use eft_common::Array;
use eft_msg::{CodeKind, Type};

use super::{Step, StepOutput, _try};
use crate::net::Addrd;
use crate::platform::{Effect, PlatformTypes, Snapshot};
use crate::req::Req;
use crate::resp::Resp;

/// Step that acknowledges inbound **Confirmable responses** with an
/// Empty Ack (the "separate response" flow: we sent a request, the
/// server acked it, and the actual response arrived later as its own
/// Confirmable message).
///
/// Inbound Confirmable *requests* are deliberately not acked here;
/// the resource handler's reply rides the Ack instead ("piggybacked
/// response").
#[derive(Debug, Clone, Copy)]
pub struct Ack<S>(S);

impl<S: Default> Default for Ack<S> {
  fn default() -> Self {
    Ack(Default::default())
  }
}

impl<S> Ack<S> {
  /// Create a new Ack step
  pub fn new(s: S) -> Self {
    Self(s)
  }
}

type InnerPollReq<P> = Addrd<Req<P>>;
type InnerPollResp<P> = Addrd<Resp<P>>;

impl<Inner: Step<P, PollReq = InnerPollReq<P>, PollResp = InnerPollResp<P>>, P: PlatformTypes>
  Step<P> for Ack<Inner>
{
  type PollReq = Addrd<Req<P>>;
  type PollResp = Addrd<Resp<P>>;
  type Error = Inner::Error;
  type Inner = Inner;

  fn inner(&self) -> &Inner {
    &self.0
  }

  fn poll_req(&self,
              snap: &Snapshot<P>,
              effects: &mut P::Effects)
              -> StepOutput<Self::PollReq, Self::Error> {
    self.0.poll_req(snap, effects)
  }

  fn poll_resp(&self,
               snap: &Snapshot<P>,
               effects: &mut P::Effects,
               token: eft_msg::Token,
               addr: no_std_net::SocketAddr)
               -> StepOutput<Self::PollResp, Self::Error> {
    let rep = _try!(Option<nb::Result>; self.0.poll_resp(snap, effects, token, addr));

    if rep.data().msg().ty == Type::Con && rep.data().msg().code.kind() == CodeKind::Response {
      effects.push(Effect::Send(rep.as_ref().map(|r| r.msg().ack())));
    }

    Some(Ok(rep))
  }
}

_ _ _ _

*What needs to be done*
The answer should be a single number: how many lines in the entries contain "CodeKind".

*Exercise output*
2